Endocrine and cardiometabolic cord blood characteristics of offspring born to mothers with and without polycystic ovary syndrome
Fertility and Sterility , Volume 107 - Issue 1 p. 261- 268.e3
Objective To compare the endocrine and cardiometabolic cord blood characteristics of offspring of mothers with polycystic ovary syndrome (PCOS) with those of healthy controls. Design Cross-sectional case control study. Setting University medical centers. Patient(s) Offspring from mothers with PCOS (n = 61) and healthy controls (n = 82). Intervention(s) Cord blood withdrawal from neonates. Main Outcome Measure(s) Cord blood estradiol, androstenedione, dehydroepiandrosterone sulfate (DHEAS), testosterone, sex hormone-binding globulin, free androgen index (FAI), insulin, total cholesterol, low-density lipoprotein cholesterol, high-density lipoprotein cholesterol, triglycerides, c-reactive protein, adiponectin, and leptin. Result(s) Androstenedione and leptin concentrations were increased in the offspring of women with PCOS compared with the controls: androstenedione median 2.9 (interquartile range [IQR] 2.3–3.9) nmol/L vs. 2.2 [IQR 1.6–2.7] nmol/L; and leptin median 13.6 [IQR 8.3–22.9] μg/L vs. 9.8 [IQR 6.0–16.5] μg/L. After adjusting for maternal and pregnancy-related confounders (such as maternal age, gestational age, birth weight), androstenedione appeared associated with PCOS in both male (relative change 1.36 [1.04; 1.78]) and female offspring (relative change 1.40 [1.08; 1.82]).

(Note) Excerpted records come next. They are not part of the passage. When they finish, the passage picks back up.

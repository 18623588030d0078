use crate::model::ScanReport;
use std::fmt::Write;

pub fn render_text(report: &ScanReport) -> String {
    let mut out = String::new();

    if report.findings.is_empty() {
        out.push_str("\n✔ No compromised packages found.\n");
    } else {
        out.push_str("\n⚠️ COMPROMISED PACKAGES FOUND:\n\n");
        for finding in &report.findings {
            let _ = writeln!(out, "{}", finding);
        }
    }

    if report.suppressed > 0 {
        let _ = writeln!(
            out,
            "\n({} finding(s) suppressed by ignore list)",
            report.suppressed
        );
    }

    out
}

pub fn render_inventory_text(names: &[String]) -> String {
    names.iter().fold(String::new(), |mut out, name| {
        out.push_str(name);
        out.push('\n');
        out
    })
}

#[cfg(test)]
mod tests {
    use super::*;
    use crate::model::{DependencySource, Finding};
    use std::path::PathBuf;

    #[test]
    fn test_render_clean_report() {
        let report = ScanReport::new(".");
        assert_eq!(render_text(&report), "\n✔ No compromised packages found.\n");
    }

    #[test]
    fn test_render_findings() {
        let mut report = ScanReport::new(".");
        report.findings.push(Finding {
            source: DependencySource::LockV1,
            file_path: PathBuf::from("app/package-lock.json"),
            package_name: "a".to_string(),
            raw_version: "1.0.0".to_string(),
        });
        report.suppressed = 2;

        let text = render_text(&report);
        assert!(text.contains("COMPROMISED PACKAGES FOUND"));
        assert!(text.contains("package-lock.json (v1) | app/package-lock.json | a@1.0.0\n"));
        assert!(text.contains("2 finding(s) suppressed"));
    }

    #[test]
    fn test_render_inventory_one_per_line() {
        let names = vec!["a".to_string(), "b".to_string()];
        assert_eq!(render_inventory_text(&names), "a\nb\n");
        assert_eq!(render_inventory_text(&[]), "");
    }
}
use crate::error::ScanError;
use crate::model::{DeclaredDependency, DependencySource};
use serde::Deserialize;
use std::collections::BTreeMap;
use std::path::Path;

pub const MANIFEST_NAME: &str = "package.json";

pub struct ManifestExtractor;

/// The parts of `package.json` that declare dependencies.
#[derive(Debug, Default, Deserialize)]
#[serde(rename_all = "camelCase")]
pub struct PackageManifest {
    #[serde(default)]
    pub dependencies: Option<BTreeMap<String, String>>,
    #[serde(default)]
    pub dev_dependencies: Option<BTreeMap<String, String>>,
    #[serde(default)]
    pub peer_dependencies: Option<BTreeMap<String, String>>,
    #[serde(default)]
    pub optional_dependencies: Option<BTreeMap<String, String>>,
}

impl PackageManifest {
    pub fn parse(content: &str, path: &Path) -> Result<Self, ScanError> {
        super::parse_json(content, path)
    }

    /// Iterates (name, specifier) over runtime, dev, peer and optional
    /// dependencies, in that order. Absent sections count as empty.
    pub fn entries(&self) -> impl Iterator<Item = (&str, &str)> {
        [
            &self.dependencies,
            &self.dev_dependencies,
            &self.peer_dependencies,
            &self.optional_dependencies,
        ]
        .into_iter()
        .flatten()
        .flat_map(|section| section.iter().map(|(n, v)| (n.as_str(), v.as_str())))
    }

    pub fn into_dependencies(self, path: &Path) -> Vec<DeclaredDependency> {
        self.entries()
            .map(|(name, version)| {
                DeclaredDependency::new(name, version, DependencySource::Manifest, path)
            })
            .collect()
    }
}

impl super::Extractor for ManifestExtractor {
    fn name(&self) -> &'static str {
        "npm manifest"
    }

    fn file_name(&self) -> &'static str {
        MANIFEST_NAME
    }

    fn extract(&self, path: &Path) -> Result<Vec<DeclaredDependency>, ScanError> {
        let content = super::read_file(path)?;
        Ok(PackageManifest::parse(&content, path)?.into_dependencies(path))
    }

    fn package_names(&self, path: &Path) -> Result<Vec<String>, ScanError> {
        let content = super::read_file(path)?;
        let manifest = PackageManifest::parse(&content, path)?;
        Ok(manifest.entries().map(|(name, _)| name.to_string()).collect())
    }
}
use crate::model::ScanReport;
use std::collections::BTreeMap;
use std::fmt::Write;
use tabled::{settings::Style, Table, Tabled};

#[derive(Tabled)]
struct FindingRow {
    #[tabled(rename = "Source")]
    source: String,
    #[tabled(rename = "Package")]
    package: String,
    #[tabled(rename = "Version")]
    version: String,
    #[tabled(rename = "File")]
    file: String,
}

pub fn render_cli_table(report: &ScanReport) -> String {
    let mut out = String::new();

    let _ = writeln!(out);
    let _ = writeln!(
        out,
        "Scan completed at: {}",
        report.scan_time.format("%Y-%m-%d %H:%M:%S UTC")
    );
    let _ = writeln!(out);

    if report.findings.is_empty() {
        let _ = writeln!(out, "\x1b[32mNo compromised packages found.\x1b[0m");
    } else {
        let _ = writeln!(
            out,
            "\x1b[31mFound {} compromised package declaration(s):\x1b[0m",
            report.findings.len()
        );
        let _ = writeln!(out);

        let rows: Vec<FindingRow> = report
            .findings
            .iter()
            .map(|f| FindingRow {
                source: f.source_kind().to_string(),
                package: truncate(&f.package_name, 40),
                version: f.raw_version.clone(),
                file: truncate(&f.file_path.display().to_string(), 60),
            })
            .collect();

        let table = Table::new(rows).with(Style::rounded()).to_string();
        let _ = writeln!(out, "{}", table);
    }

    let _ = writeln!(out);
    render_summary(&mut out, report);
    out
}

fn render_summary(out: &mut String, report: &ScanReport) {
    let mut by_package: BTreeMap<&str, usize> = BTreeMap::new();
    for finding in &report.findings {
        *by_package.entry(finding.package_name.as_str()).or_default() += 1;
    }

    let _ = writeln!(out, "Summary:");
    let _ = writeln!(out, "  Projects scanned: {}", report.projects.len());
    let _ = writeln!(out, "  Findings: {}", report.findings.len());
    if !by_package.is_empty() {
        let packages: Vec<String> = by_package
            .iter()
            .map(|(name, count)| format!("{} ({})", name, count))
            .collect();
        let _ = writeln!(out, "  Affected packages: {}", packages.join(", "));
    }
    if report.suppressed > 0 {
        let _ = writeln!(out, "  Suppressed: {}", report.suppressed);
    }
}

fn truncate(s: &str, max_len: usize) -> String {
    if s.chars().count() <= max_len {
        s.to_string()
    } else {
        let kept: String = s.chars().take(max_len - 3).collect();
        format!("{}...", kept)
    }
}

Similarly, in male offspring the leptin concentrations appeared associated with PCOS after correction for confounders (relative change 1.55 [1.12; 2.14]). After correction for multiple testing, these associations attenuated. Conclusion(s) Observed results suggest that androstenedione concentrations are increased in the cord blood of male and female offspring of women with PCOS, although this requires confirmation. This finding would support the hypothesis that a maternal hyperandrogenic environment during pregnancy in women with PCOS may predispose their offspring to fetal hyperandrogenism. The potential associations between fetal hyperandrogenism and long-term health effects remain to be elucidated. Clinical Trial Registration Number NCT00821379.